Motivation
7 Proven Steps to Forming Habits That Last
Here's how to keep your new habits going longer than one week.
Posted January 7, 2022 Reviewed by Davia Sills
Key points
- Habit formation is the foundation for both rehabilitation and personal development.
- Changing your motivation from "should" to "must" is key to lasting change.
- Seven proven principles for change can help ensure lasting habit formation.
Let’s face it: We have good intentions, but we are terrible at following through. This reality has led some to suggest that making resolutions to change is pointless. We are missing something when it comes to change and habit formation—too often, we select things we should change, not the things we must change.
Working in the pain rehabilitation field, I regularly see people struggle with habit formation. Sometimes patients do not realize that rehabilitation is all about what they do at home, not what they do in the therapy gym. If new exercises and stretches are only practiced in the therapy session and not at home, then rehab will never lead to healing and recovery.
Daily habits of strength training, stretching, endurance training, safe movement, sleep hygiene, breathing exercises, nutritional eating, and pacing all need to become a way of living for lasting change to occur in a patient’s life. Despite the challenges, many patients successfully accomplish this and much more. Finding the “must” for motivation is key.
Should or Must
What is the difference between those who try and fail and those who try, fail, and try again? Those who try and fail set personal goals for change that they feel they should set. They should lose weight, exercise, work fewer hours, read more, keep a journal, and be mindful. They have read the articles, heard the testimonials, and been warned by their doctors. Yes, they should change. Feeling that we should do something rarely results in lasting change.
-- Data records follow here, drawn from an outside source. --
impl MessageAssembler {
    pub fn new(config: WebSocketConfig, inflater: Option<Inflater>) -> Self {
        Self {
            config,
            inflater,
            pending: Vec::new(),
            data_buffer: Vec::new(),
            data_opcode: None,
            data_compressed: false,
            data_truncated: false,
            control_buffer: Vec::new(),
            control_opcode: None,
        }
    }

    /// Drains outcomes accumulated since the last call. The connection calls this after
    /// every `FrameParser::consume`.
    pub fn take_outcomes(&mut self) -> Vec<Outcome> {
        std::mem::take(&mut self.pending)
    }

    /// Appends already-decoded bytes (plain for uncompressed messages, inflated for
    /// `permessage-deflate` ones) to `data_buffer`, bounded by `max_payload`. Compressed
    /// messages are inflated fragment-by-fragment as they arrive (see `on_fragment`), so
    /// this always bounds the decompressed size, never the still-compressed wire bytes.
    fn append_data(&mut self, decoded: &[u8]) -> Result<(), Error> {
        let Some(max) = self.config.max_payload else {
            self.data_buffer.extend_from_slice(decoded);
            return Ok(());
        };
        if self.data_buffer.len() >= max {
            if self.config.close_on_oversize_message {
                return Err(Error::MessageTooBig);
            }
            self.data_truncated = true;
            return Ok(());
        }
        let room = max - self.data_buffer.len();
        let take = room.min(decoded.len());
        self.data_buffer.extend_from_slice(&decoded[..take]);
        if take < decoded.len() {
            if self.config.close_on_oversize_message {
                return Err(Error::MessageTooBig);
            }
            self.data_truncated = true;
        }
        Ok(())
    }

    /// Feeds one fragment's compressed bytes through the inflater and appends whatever
    /// comes out to `data_buffer` (bounded by `max_payload`), so the cap applies to the
    /// decompressed size rather than to the wire bytes. On the last fragment of the
    /// message, also feeds the RFC 7692 sync-flush trailer to flush the final bytes out.
    fn inflate_fragment(&mut self, payload: &[u8], last_fragment: bool) -> Result<(), Error> {
        let mut buf = [0u8; 8192];

        // Each inflater borrow below is scoped to its own statement, so `append_data`
        // can still borrow `self` mutably within the same loop iteration.
        self.inflater_mut().set_input(payload);
        loop {
            let n = self.inflater_mut().inflate(&mut buf)?;
            if n == 0 {
                break;
            }
            self.append_data(&buf[..n])?;
        }

        if last_fragment {
            self.inflater_mut().set_input(&DEFLATE_TAIL);
            loop {
                let n = self.inflater_mut().inflate(&mut buf)?;
                if n == 0 {
                    break;
                }
                self.append_data(&buf[..n])?;
            }
        }

        Ok(())
    }

    fn inflater_mut(&mut self) -> &mut Inflater {
        self.inflater
            .as_mut()
            .expect("compressed frame without a negotiated inflater")
    }

    fn finish_data_message(&mut self) -> Result<Outcome, Error> {
        let opcode = self.data_opcode.take().expect("data message in progress");
        self.data_compressed = false;
        let payload = std::mem::take(&mut self.data_buffer);
        let truncated = std::mem::replace(&mut self.data_truncated, false);

        if truncated && self.config.close_on_oversize_message {
            return Err(Error::MessageTooBig);
        }

        match opcode {
            OpCode::Text => {
                if !Utf8Validator::validate_complete(&payload) {
                    return Err(Error::InvalidUtf8);
                }
                let text = String::from_utf8(payload)?;
                Ok(Outcome::Message(Message::Text(text)))
            }
            OpCode::Binary => Ok(Outcome::Message(Message::Binary(payload))),
            _ => unreachable!("only Text/Binary ever start a data message"),
        }
    }

    fn finish_control_message(&mut self) -> Result<Outcome, Error> {
        let opcode = self.control_opcode.take().expect("control message in progress");
        let payload = std::mem::take(&mut self.control_buffer);
        match opcode {
            OpCode::Ping => Ok(Outcome::SendPong(payload)),
            OpCode::Close => {
                let (code, reason) = parse_close_payload(&payload);
                Ok(Outcome::PeerClose(code, reason))
            }
            _ => unreachable!("only Ping/Close ever resolve to an outcome"),
        }
    }
}
//! A non-blocking RFC 6455 WebSocket server connection engine for Tokio.
//!
//! This crate owns the parts of running a WebSocket server that sit below the
//! application: accepting TCP (optionally TLS) connections, performing the HTTP Upgrade
//! handshake, parsing and reassembling frames into messages (including inbound
//! `permessage-deflate`), validating UTF-8, and managing the send queue and the
//! two-phase close handshake. It does not parse arbitrary HTTP (just the Upgrade
//! request), and it never masks outbound frames — servers don't.
//!
//! [`server::start_server`] is the easiest way in: it returns a channel of
//! [`server::Event`]s (new clients, messages, disconnects, errors) plus a shared
//! [`server::ClientRegistry`] for sending to or broadcasting across connections.

pub mod assembler;
pub mod config;
pub mod connection;
pub mod error;
pub mod extensions;
pub mod frame;
pub mod handshake;
pub mod inflate;
pub mod parser;
pub mod send;
pub mod server;
pub mod transport;
pub mod utf8;
mod utils;

pub use assembler::Message;
pub use config::{ServerConfig, WebSocketConfig};
pub use connection::{Connection, ConnectionEvent, ConnectionState};
pub use error::Error;
pub use server::{start_server, start_server_with_config, ClientRegistry, ConnectionId, Event, ServerHandle};
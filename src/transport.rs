//! The byte transport a connection reads and writes: plain TCP, or TCP wrapped in TLS.
//! Grounded on the source's `stream.rs`, which erased the same plain/TLS distinction
//! behind one enum so the rest of the connection never has to match on it.

use std::io;
use std::pin::Pin;
use std::task::{Context, Poll};
use tokio::io::{AsyncRead, AsyncWrite, ReadBuf};
use tokio::net::TcpStream;
use tokio_rustls::server::TlsStream;

pub enum WsStream {
    Plain(TcpStream),
    Tls(Box<TlsStream<TcpStream>>),
}

impl WsStream {
    pub fn peer_addr(&self) -> io::Result<std::net::SocketAddr> {
        match self {
            WsStream::Plain(stream) => stream.peer_addr(),
            WsStream::Tls(stream) => stream.get_ref().0.peer_addr(),
        }
    }

    /// Sets `TCP_NODELAY`/cork behavior the way the source does around `onReadable`'s
    /// write path, so small frames (pings, acks) aren't held back by Nagle's algorithm.
    pub fn set_nodelay(&self, nodelay: bool) -> io::Result<()> {
        match self {
            WsStream::Plain(stream) => stream.set_nodelay(nodelay),
            WsStream::Tls(stream) => stream.get_ref().0.set_nodelay(nodelay),
        }
    }
}

impl AsyncRead for WsStream {
    fn poll_read(
        self: Pin<&mut Self>,
        cx: &mut Context<'_>,
        buf: &mut ReadBuf<'_>,
    ) -> Poll<io::Result<()>> {
        match self.get_mut() {
            WsStream::Plain(stream) => Pin::new(stream).poll_read(cx, buf),
            WsStream::Tls(stream) => Pin::new(stream.as_mut()).poll_read(cx, buf),
        }
    }
}

impl AsyncWrite for WsStream {
    fn poll_write(
        self: Pin<&mut Self>,
        cx: &mut Context<'_>,
        buf: &[u8],
    ) -> Poll<io::Result<usize>> {
        match self.get_mut() {
            WsStream::Plain(stream) => Pin::new(stream).poll_write(cx, buf),
            WsStream::Tls(stream) => Pin::new(stream.as_mut()).poll_write(cx, buf),
        }
    }

    fn poll_flush(self: Pin<&mut Self>, cx: &mut Context<'_>) -> Poll<io::Result<()>> {
        match self.get_mut() {
            WsStream::Plain(stream) => Pin::new(stream).poll_flush(cx),
            WsStream::Tls(stream) => Pin::new(stream.as_mut()).poll_flush(cx),
        }
    }

    fn poll_shutdown(self: Pin<&mut Self>, cx: &mut Context<'_>) -> Poll<io::Result<()>> {
        match self.get_mut() {
            WsStream::Plain(stream) => Pin::new(stream).poll_shutdown(cx),
            WsStream::Tls(stream) => Pin::new(stream.as_mut()).poll_shutdown(cx),
        }
    }
}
On the other hand, picture a young mother of two small children. Imagine that she has been in a car accident leading to extensive injuries. She is now recovering from broken bones, multiple surgeries, and the loss of functioning in her legs and one arm. She could end up in a wheelchair for the rest of her life, be put on disability, and never regain her lost functioning. But she is a fighter—she’ll do whatever she can to keep that from happening.
As this determined woman faces rehabilitation, she does not look at her therapies as causing discomfort, even though they do. She looks at the discomfort of her therapies as evidence that something good is happening. More importantly, her motivation to change does not come from a feeling that she should change but that she must change. Her children need her, her husband needs her, and the life she wants to live is waiting for her on the other side of rehab.
When we have the mindset that suffering comes with change, and change is self-selected and personally important, we greatly increase the odds that lasting change will happen. Being clear about why we need to change and having effective strategies to follow are key to forming new habits that endure and shape your life.
Steps Toward Change
If you are interested in making changes in your life that will last, here are seven proven steps that will help you get to where you need to go in the next chapter of your life.
1. Reminders
Put physical reminders in obvious places you sit, stand, lie down, or walk. This means placing a sticky note on your bathroom mirror, your car dashboard, the refrigerator, and on your desk or computer. Add to that a reminder in your phone, even though this is less effective as we are now good at ignoring notifications on our phones.
2. Records
Track what you do. Don’t just track your new habit; track all your habits and routines. This can help you realize that much of your life is already habit-based and help you identify where time is being wasted—time that could be used for forming a new habit.
3. Rewards
If you keep your new habit for five or 10 days, plan to celebrate. Reward yourself with something simple that you enjoy.
4. Routines
Link your new habit to an existing habit. For example, if you start your day eating breakfast or taking a shower, add your new habit of stretching for five minutes to one of those existing daily activities. If you follow step two, you will see that you have many points in the day where you can add a new habit to an already existing one.
5. Relationships
One of the best things you can do is to change with someone else. Join with someone else who is also working on the same goal. Many people are engaged in self-improvement of some kind—all you need to do is ask. If that proves difficult, then tell as many people as possible you are starting a new habit and encourage them to ask you about your progress every week.
6. Reflecting
Be aware of what you are thinking and feeling throughout the day by keeping a one or two-word thought diary. Start by writing a note on your phone every 30 minutes using one or two words to describe your state of mind. When we fail to follow through on a new habit, and we will, it is because we are not aware of what we are thinking and feeling. We get caught up with the stress of the moment, go on autopilot, and end up standing in front of the open refrigerator door, not knowing how we got there. Awareness is the key to lasting change.
7. Restructuring
Make your home and workspace well suited to your habit change. If you are dieting, remove all unnecessary (non-diet-related) food from your home. This, by the way, is an excellent way to test if you have a “should” or “must” motivation for change. Those who must change want to get rid of temptation. Those who are motivated by “should” will see this as needless suffering.
Your efforts to change will have ups and downs, good days and bad, but it is the consistency of your behavior over time that matters. Your choices today will create your tomorrow—choose well!